Marcelo Moreira
Liberdade e responsabilidade são conceitos incompatíveis com a rebeldia geriátrica que explodiu entre os roqueiros idosos durante a pandemia de covid-19.
O isolamento social, infelizmente, fez muito mal a músicos que um dia, de alguma forma, representaram contestação, ativismo social e engajamento em causas universalmente defensáveis. Hoje não passam de velhos ultrapassados a caminho da irrelevância e distantes da realidade.
Na Inglaterra, Eric Clapton e Van Morrison puxaram o coro contra as medidas de distanciamento em prol da "economia" e contra a aplicação de vacinas. Roger Daltrey (The Who), depois de votar a favor do Brexit, a saída do Reino Unido da União Europeia, agora reclama do aumento dos custos para se fazer turnês no continente.
No Brasil, artistas de vários segmentos repudiam as medidas contra a pandemia e pregam abertamente o desrespeito e o descumprimento das regras, seja estimulando as festas clandestinas, seja forçando a barra para a volta irresponsável de shows com público.
Alguns dissimulavam esse comportamento asqueroso, mas outros perderam o puder e vomitam sandices do tipo bolsonarista/terraplanista ao vivo, em emissoras de rádio de TV, como o sumido Marcelo NOva, vocalista do Camisa de Vênus, um negacionista do pior tipo.
Com fala empolada, travestida de suposto intelectualismo e erudição, expeliu em um programa de TV, no Dia Mundial do Rock, uma coleção de lixos em "defesa" do direito de ir e bradando contra todo o tipo de medida de distanciamento social ignorando a existência de uma pandemia como se estivéssemos submetidos a uma ditadura.
Quando um artista à beira dos 70 anos que sempre fez questão de se dizer "polêmico" é incapaz de entender o que se passa ao redor e faz questão de desprezar 540 mil mortos em 16 meses já morreu e esqueceu de deitar. Morre, mas não avisado disso.
Liberdade não combina com irresponsabilidade. O será que um músico decadente e atualmente com pouco público diria a quem perdeu um pai, um filho, um avô para a covid-19 por falta de vacinas de por causa da falta de respeito às normas de combate à doença?
Marcelo Nova (FOTO: REPRODUÇÃO/FACEBOOK) |
Será que 540 mil mortes valeram o "direito de ir e vir" de um músico envelhecido e nostálgico do tempo em que xingava a ditadura militar e falava palavrões no palco?
Será que 540 mil mortes são poucas diante da necessidade de se fazer shows de rock decadente e sem interesse em plena pandemia? Direito de ir vir quando 20 milhões ficaram doentes no Brasil? Liberdade de não usar a máscara e colocar em risco a vida de milhares de pessoas?
Será que envelhecer mal é um direito? Tudo bem jogar a própria biografa no lixo, mas daí a vomitar diatribes que vão contra a realidade e a inteligência?
Será erramos tão feito assim ao apoiar e elogiar trabalhos de artistas como Camisa de Vênus, Ultraje a Rigor, Raimundos e Eric Clapton? Como essa gente conseguiu nos enganar por tanto tempo?
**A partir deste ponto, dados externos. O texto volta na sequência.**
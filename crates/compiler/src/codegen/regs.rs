//! Physical register descriptors
//!
//! Register names follow the x86 encoding order so `gpr(0, QWord)` is
//! `%rax`. The emitter never spills these; every value lives in a stack
//! slot, and the physical registers named here appear only where the ISA
//! demands them or as scratch space inside a single instruction sequence.

use super::lir::{LIRType, Register};
use crate::config::Target;

/// Width-sibling names for the sixteen general-purpose registers,
/// indexed by x86 encoding; columns are byte/word/dword/qword.
const GPR_NAMES: [[&'static str; 4]; 16] = [
    ["al", "ax", "eax", "rax"],
    ["cl", "cx", "ecx", "rcx"],
    ["dl", "dx", "edx", "rdx"],
    ["bl", "bx", "ebx", "rbx"],
    ["spl", "sp", "esp", "rsp"],
    ["bpl", "bp", "ebp", "rbp"],
    ["sil", "si", "esi", "rsi"],
    ["dil", "di", "edi", "rdi"],
    ["r8b", "r8w", "r8d", "r8"],
    ["r9b", "r9w", "r9d", "r9"],
    ["r10b", "r10w", "r10d", "r10"],
    ["r11b", "r11w", "r11d", "r11"],
    ["r12b", "r12w", "r12d", "r12"],
    ["r13b", "r13w", "r13d", "r13"],
    ["r14b", "r14w", "r14d", "r14"],
    ["r15b", "r15w", "r15d", "r15"],
];

const XMM_NAMES: [&'static str; 16] = [
    "xmm0", "xmm1", "xmm2", "xmm3", "xmm4", "xmm5", "xmm6", "xmm7", "xmm8", "xmm9", "xmm10",
    "xmm11", "xmm12", "xmm13", "xmm14", "xmm15",
];

/// A general-purpose register at the width of `ty`.
pub fn gpr(index: usize, ty: LIRType) -> Register {
    let col = match ty.width() {
        1 => 0,
        2 => 1,
        4 => 2,
        _ => 3,
    };
    Register {
        index: index as u32,
        virt: false,
        name: GPR_NAMES[index][col],
        ty,
    }
}

/// An xmm register; `ty` must be one of the vector types.
pub fn xmm(index: usize, ty: LIRType) -> Register {
    Register {
        index: 16 + index as u32,
        virt: false,
        name: XMM_NAMES[index],
        ty,
    }
}

/// The 8-bit-high half of AX, where `idiv` leaves the byte remainder.
pub const fn ah() -> Register {
    Register {
        index: 0,
        virt: false,
        name: "ah",
        ty: LIRType::Byte,
    }
}

/// Integer argument registers in ABI order.
pub fn int_arg_regs(target: Target) -> &'static [usize] {
    match target {
        // rdi, rsi, rdx, rcx, r8, r9
        Target::SysV => &[7, 6, 2, 1, 8, 9],
        // rcx, rdx, r8, r9
        Target::Win64 => &[1, 2, 8, 9],
    }
}

/// Number of xmm argument registers (xmm0..).
pub fn float_arg_count(target: Target) -> usize {
    match target {
        Target::SysV => 8,
        Target::Win64 => 4,
    }
}

/// Caller-save general-purpose registers, first one doubles as the
/// instruction-selection scratch.
pub const CALLER_SAVED: [usize; 9] = [0, 1, 2, 6, 7, 8, 9, 10, 11];

/// Integer return register at the given width.
pub fn int_ret(ty: LIRType) -> Register {
    gpr(0, ty)
}

/// Floating-point return register.
pub fn float_ret(ty: LIRType) -> Register {
    xmm(0, ty)
}

#[cfg(test)]
mod tests {
    use super::*;

    #[test]
    fn test_width_siblings() {
        assert_eq!(gpr(0, LIRType::QWord).name, "rax");
        assert_eq!(gpr(0, LIRType::DWord).name, "eax");
        assert_eq!(gpr(0, LIRType::Byte).name, "al");
        assert_eq!(gpr(10, LIRType::Word).name, "r10w");
    }

    #[test]
    fn test_sysv_argument_order() {
        let regs = int_arg_regs(Target::SysV);
        assert_eq!(gpr(regs[0], LIRType::QWord).name, "rdi");
        assert_eq!(gpr(regs[1], LIRType::DWord).name, "esi");
        assert_eq!(gpr(regs[2], LIRType::QWord).name, "rdx");
    }

    #[test]
    fn test_win64_argument_order() {
        let regs = int_arg_regs(Target::Win64);
        assert_eq!(gpr(regs[0], LIRType::QWord).name, "rcx");
        assert_eq!(regs.len(), 4);
    }

    #[test]
    fn test_first_caller_save_is_rax() {
        assert_eq!(gpr(CALLER_SAVED[0], LIRType::QWord).name, "rax");
    }
}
Não é possível que gente como Marcelo Nova possa ter tido a coragem de defender a liberdade individual necessária para combater tempos duros e difíceis e tenha a desfaçatez de torcer e estuprar o conceito de liberdade de ir e vir quando temos uma ameaça devastadora que inclusive o coloca em risco, já que é uma pessoa de quase 70 anos?
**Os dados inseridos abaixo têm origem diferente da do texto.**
fn tokenize(source: &str) -> Result<Vec<Token>, String> {
    let mut tokens = Vec::new();
    let chars: Vec<char> = source.chars().collect();
    let mut i = 0;
    let mut line = 0;
    let mut col = 0;

    macro_rules! advance {
        () => {{
            if chars[i] == '\n' {
                line += 1;
                col = 0;
            } else {
                col += 1;
            }
            i += 1;
        }};
    }

    while i < chars.len() {
        let c = chars[i];
        let (tline, tcol) = (line, col);
        if c == '\n' {
            // collapse runs of newlines into one terminator token
            if !matches!(
                tokens.last(),
                Some(Token {
                    kind: TokKind::Newline,
                    ..
                })
            ) {
                tokens.push(Token::new(TokKind::Newline, "\n", tline, tcol));
            }
            advance!();
            continue;
        }
        if c.is_whitespace() {
            advance!();
            continue;
        }
        if c == '/' && i + 1 < chars.len() && chars[i + 1] == '/' {
            while i < chars.len() && chars[i] != '\n' {
                advance!();
            }
            continue;
        }
        if c.is_ascii_digit() {
            let mut text = String::new();
            let mut is_float = false;
            while i < chars.len() && chars[i].is_ascii_digit() {
                text.push(chars[i]);
                advance!();
            }
            if i + 1 < chars.len() && chars[i] == '.' && chars[i + 1].is_ascii_digit() {
                is_float = true;
                text.push('.');
                advance!();
                while i < chars.len() && chars[i].is_ascii_digit() {
                    text.push(chars[i]);
                    advance!();
                }
            }
            if i < chars.len() && (chars[i] == 'L' || chars[i] == 'f') {
                if chars[i] == 'f' {
                    is_float = true;
                }
                text.push(chars[i]);
                advance!();
            }
            let kind = if is_float { TokKind::Float } else { TokKind::Int };
            tokens.push(Token::new(kind, text, tline, tcol));
            continue;
        }
        if c.is_alphabetic() || c == '_' {
            let mut text = String::new();
            while i < chars.len() && (chars[i].is_alphanumeric() || chars[i] == '_') {
                text.push(chars[i]);
                advance!();
            }
            tokens.push(Token::new(TokKind::Ident, text, tline, tcol));
            continue;
        }
        if c == '"' {
            advance!();
            let mut text = String::new();
            loop {
                if i >= chars.len() || chars[i] == '\n' {
                    return Err(err_at(tline, "unclosed string literal"));
                }
                if chars[i] == '"' {
                    advance!();
                    break;
                }
                if chars[i] == '\\' {
                    advance!();
                    if i >= chars.len() {
                        return Err(err_at(tline, "unclosed string literal"));
                    }
                    text.push(unescape(chars[i], tline)?);
                    advance!();
                } else {
                    text.push(chars[i]);
                    advance!();
                }
            }
            tokens.push(Token::new(TokKind::Str, text, tline, tcol));
            continue;
        }
        if c == '\'' {
            advance!();
            if i >= chars.len() {
                return Err(err_at(tline, "unclosed character literal"));
            }
            let ch = if chars[i] == '\\' {
                advance!();
                if i >= chars.len() {
                    return Err(err_at(tline, "unclosed character literal"));
                }
                let e = unescape(chars[i], tline)?;
                advance!();
                e
            } else {
                let ch = chars[i];
                advance!();
                ch
            };
            if i >= chars.len() || chars[i] != '\'' {
                return Err(err_at(tline, "unclosed character literal"));
            }
            advance!();
            tokens.push(Token::new(TokKind::Char, ch.to_string(), tline, tcol));
            continue;
        }
        // punctuation, longest match first
        let three = ["<<=", ">>="];
        let two = [
            "==", "!=", "<=", ">=", "&&", "||", "+=", "-=", "*=", "/=", "%=", "&=", "|=", "^=",
            "<<", ">>", "++", "--",
        ];
        let rest: String = chars[i..chars.len().min(i + 3)].iter().collect();
        let matched = three
            .iter()
            .find(|p| rest.starts_with(**p))
            .or_else(|| two.iter().find(|p| rest.starts_with(**p)));
        if let Some(p) = matched {
            for _ in 0..p.len() {
                advance!();
            }
            tokens.push(Token::new(TokKind::Punct, *p, tline, tcol));
            continue;
        }
        if "(){}[],;?:+-*/%&|^~!<>=".contains(c) {
            advance!();
            tokens.push(Token::new(TokKind::Punct, c.to_string(), tline, tcol));
            continue;
        }
        return Err(err_at(tline, format!("unexpected character '{}'", c)));
    }
    tokens.push(Token::new(TokKind::Eof, "", line, col));
    Ok(tokens)
}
É o tipo de rebeldia em hora e local errados, e capaz de erodir carreiras há muito estagnadas. Vai mito além do direito de ser estúpido e de ser insensato. Esbarra no esgoto das fake news e da disseminação mortal de informação lesiva ao interesse público.
Em situações normais, esse tipo de rebeldia geriátrica apenas comprovava o ocaso e o fim de carreiras outrora respeitáveis.
Em tempos de pandemia, rebelar-se contra as recomendações de "fique em casa" e de uso de máscara não passa de birra geriátrica contra o mingau muito quente ou um furo mínimo na pantufa, além de fazer um estrago gigantesco na imagem de agitador ou de vanguardista. Rebeldia geriátrica atual, na verdade, pode ser um sintoma gravíssimo de senilidade artística.